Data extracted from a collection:
---------------

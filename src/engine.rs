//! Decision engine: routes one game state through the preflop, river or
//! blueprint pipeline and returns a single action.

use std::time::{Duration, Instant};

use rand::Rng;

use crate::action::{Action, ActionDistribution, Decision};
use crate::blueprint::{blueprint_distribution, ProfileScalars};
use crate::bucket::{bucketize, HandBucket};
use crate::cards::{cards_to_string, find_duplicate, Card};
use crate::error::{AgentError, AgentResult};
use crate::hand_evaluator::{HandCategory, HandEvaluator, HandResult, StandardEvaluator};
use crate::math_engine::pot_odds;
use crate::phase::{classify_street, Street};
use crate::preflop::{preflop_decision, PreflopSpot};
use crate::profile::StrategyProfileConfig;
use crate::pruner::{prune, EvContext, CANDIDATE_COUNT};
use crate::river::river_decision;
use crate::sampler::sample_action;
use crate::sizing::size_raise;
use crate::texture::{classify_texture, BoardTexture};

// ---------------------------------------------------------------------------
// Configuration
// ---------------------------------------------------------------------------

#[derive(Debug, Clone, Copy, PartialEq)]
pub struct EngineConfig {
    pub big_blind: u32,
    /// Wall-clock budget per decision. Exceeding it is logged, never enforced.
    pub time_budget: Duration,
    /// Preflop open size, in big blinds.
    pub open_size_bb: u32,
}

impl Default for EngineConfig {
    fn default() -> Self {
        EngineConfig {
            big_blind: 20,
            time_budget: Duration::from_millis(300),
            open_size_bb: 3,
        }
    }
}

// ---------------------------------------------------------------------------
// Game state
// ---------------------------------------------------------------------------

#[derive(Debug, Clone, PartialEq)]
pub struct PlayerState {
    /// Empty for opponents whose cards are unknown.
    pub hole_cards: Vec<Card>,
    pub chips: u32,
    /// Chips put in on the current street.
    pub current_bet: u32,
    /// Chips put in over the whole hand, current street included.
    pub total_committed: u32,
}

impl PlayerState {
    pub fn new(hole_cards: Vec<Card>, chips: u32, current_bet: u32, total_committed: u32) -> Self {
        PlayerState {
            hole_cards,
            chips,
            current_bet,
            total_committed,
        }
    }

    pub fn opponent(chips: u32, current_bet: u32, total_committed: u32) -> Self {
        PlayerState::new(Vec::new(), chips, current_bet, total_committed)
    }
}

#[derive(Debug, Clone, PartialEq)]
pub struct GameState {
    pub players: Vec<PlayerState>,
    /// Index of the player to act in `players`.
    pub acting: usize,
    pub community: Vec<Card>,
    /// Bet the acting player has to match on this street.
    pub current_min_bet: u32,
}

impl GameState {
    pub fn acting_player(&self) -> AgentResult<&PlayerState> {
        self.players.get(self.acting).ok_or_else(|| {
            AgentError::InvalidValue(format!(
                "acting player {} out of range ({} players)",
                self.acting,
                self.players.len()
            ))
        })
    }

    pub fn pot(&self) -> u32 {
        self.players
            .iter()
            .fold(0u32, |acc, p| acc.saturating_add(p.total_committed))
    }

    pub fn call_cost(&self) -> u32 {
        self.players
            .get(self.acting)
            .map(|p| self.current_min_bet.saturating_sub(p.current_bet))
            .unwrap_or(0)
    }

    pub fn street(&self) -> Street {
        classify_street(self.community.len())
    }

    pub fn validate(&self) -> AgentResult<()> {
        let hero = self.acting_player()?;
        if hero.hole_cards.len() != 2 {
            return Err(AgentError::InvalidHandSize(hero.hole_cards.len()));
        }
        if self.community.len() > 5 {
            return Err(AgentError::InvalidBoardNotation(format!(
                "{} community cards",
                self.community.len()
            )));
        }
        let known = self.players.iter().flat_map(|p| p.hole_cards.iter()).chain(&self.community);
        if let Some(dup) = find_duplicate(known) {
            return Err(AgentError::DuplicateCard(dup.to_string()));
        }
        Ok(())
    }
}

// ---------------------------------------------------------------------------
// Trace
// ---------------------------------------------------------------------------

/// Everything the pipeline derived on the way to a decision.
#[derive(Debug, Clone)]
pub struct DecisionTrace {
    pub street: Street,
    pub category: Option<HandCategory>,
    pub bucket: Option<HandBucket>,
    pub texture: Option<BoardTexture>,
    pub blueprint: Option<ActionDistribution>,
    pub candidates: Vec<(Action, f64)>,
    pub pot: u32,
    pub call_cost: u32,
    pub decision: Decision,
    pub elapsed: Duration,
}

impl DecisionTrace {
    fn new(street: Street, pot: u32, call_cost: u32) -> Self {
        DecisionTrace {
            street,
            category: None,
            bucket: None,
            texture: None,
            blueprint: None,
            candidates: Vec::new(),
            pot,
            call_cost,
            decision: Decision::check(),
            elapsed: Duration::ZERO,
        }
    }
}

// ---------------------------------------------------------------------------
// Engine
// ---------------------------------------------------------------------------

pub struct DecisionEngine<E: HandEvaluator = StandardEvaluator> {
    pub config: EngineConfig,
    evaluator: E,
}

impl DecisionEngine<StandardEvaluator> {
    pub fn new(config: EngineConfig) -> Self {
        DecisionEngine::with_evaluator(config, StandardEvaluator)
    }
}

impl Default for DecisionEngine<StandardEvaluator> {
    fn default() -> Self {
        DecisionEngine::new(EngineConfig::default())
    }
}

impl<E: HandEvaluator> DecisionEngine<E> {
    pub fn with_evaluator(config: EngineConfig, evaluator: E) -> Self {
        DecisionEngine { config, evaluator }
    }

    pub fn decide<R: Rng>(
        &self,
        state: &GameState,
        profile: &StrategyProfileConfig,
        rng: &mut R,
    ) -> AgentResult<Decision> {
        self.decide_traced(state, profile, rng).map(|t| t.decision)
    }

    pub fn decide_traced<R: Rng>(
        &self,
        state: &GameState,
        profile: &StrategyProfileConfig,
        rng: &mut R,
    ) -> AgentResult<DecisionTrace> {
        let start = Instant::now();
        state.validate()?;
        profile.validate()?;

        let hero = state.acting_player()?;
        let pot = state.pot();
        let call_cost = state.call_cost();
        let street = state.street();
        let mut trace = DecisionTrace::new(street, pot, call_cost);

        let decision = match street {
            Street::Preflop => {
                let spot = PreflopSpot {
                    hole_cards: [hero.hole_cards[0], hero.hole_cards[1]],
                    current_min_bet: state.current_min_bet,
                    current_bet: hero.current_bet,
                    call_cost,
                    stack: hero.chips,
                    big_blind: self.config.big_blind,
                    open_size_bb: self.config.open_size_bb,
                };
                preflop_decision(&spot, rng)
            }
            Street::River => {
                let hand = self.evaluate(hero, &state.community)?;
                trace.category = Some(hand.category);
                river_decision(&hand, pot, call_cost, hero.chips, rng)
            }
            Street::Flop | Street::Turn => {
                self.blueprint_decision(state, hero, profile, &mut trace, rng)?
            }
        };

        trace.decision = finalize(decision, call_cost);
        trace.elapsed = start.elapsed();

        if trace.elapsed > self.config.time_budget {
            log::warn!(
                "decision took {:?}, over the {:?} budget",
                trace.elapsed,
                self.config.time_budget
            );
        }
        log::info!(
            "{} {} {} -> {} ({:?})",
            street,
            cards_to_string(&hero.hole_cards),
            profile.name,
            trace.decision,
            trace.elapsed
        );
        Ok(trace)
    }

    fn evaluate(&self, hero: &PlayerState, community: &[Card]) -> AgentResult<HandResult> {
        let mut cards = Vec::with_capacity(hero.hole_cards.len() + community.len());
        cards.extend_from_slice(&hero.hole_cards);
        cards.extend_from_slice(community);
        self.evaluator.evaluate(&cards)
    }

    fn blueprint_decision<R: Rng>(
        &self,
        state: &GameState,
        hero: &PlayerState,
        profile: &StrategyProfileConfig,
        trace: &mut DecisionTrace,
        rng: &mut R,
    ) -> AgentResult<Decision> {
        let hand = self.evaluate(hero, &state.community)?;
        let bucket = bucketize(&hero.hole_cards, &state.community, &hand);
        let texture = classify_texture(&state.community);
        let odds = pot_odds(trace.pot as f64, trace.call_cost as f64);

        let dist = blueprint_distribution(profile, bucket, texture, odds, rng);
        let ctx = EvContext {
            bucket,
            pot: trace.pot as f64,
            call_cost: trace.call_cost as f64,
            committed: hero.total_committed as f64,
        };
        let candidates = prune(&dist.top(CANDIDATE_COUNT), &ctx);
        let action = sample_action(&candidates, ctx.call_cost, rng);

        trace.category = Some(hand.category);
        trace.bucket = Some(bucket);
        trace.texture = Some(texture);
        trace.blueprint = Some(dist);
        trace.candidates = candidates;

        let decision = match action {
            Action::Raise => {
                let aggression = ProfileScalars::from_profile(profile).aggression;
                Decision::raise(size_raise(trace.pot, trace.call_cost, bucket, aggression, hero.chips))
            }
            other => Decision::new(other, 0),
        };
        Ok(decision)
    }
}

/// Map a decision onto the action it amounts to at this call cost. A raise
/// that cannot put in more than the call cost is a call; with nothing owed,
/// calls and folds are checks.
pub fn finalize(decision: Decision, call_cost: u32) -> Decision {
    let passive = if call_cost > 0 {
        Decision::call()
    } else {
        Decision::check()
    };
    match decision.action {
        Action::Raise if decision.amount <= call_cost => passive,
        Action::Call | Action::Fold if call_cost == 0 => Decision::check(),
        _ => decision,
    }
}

---------------

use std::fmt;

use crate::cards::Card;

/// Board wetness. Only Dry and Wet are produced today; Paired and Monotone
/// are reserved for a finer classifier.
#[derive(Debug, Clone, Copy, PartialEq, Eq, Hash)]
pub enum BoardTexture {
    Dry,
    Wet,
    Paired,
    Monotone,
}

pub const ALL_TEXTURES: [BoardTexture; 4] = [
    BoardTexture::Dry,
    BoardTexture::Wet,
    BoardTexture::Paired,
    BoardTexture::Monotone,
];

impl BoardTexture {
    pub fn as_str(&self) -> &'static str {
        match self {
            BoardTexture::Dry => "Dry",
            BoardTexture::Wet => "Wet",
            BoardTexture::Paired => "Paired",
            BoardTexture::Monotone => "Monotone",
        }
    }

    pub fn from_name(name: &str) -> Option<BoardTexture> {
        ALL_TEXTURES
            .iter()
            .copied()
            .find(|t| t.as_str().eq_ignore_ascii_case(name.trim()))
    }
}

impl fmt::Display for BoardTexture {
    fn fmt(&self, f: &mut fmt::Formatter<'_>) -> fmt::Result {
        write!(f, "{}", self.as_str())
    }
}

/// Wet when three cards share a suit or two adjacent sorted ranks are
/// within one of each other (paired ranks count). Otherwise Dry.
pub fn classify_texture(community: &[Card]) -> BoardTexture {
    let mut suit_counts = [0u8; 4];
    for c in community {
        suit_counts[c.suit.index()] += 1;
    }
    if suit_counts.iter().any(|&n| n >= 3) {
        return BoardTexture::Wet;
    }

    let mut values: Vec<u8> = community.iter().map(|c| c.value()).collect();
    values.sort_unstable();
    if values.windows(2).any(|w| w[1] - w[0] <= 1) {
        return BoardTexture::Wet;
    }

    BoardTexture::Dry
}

---------------

* Work instruction *
Your answer should be the lines above, from the line containing "filename src/engine.rs" up to and including the line containing "use rand::Rng;", reproduced exactly and with nothing else.

* Answer box *
filename src/engine.rs
//! Decision engine: routes one game state through the preflop, river or
//! blueprint pipeline and returns a single action.

use std::time::{Duration, Instant};

use rand::Rng;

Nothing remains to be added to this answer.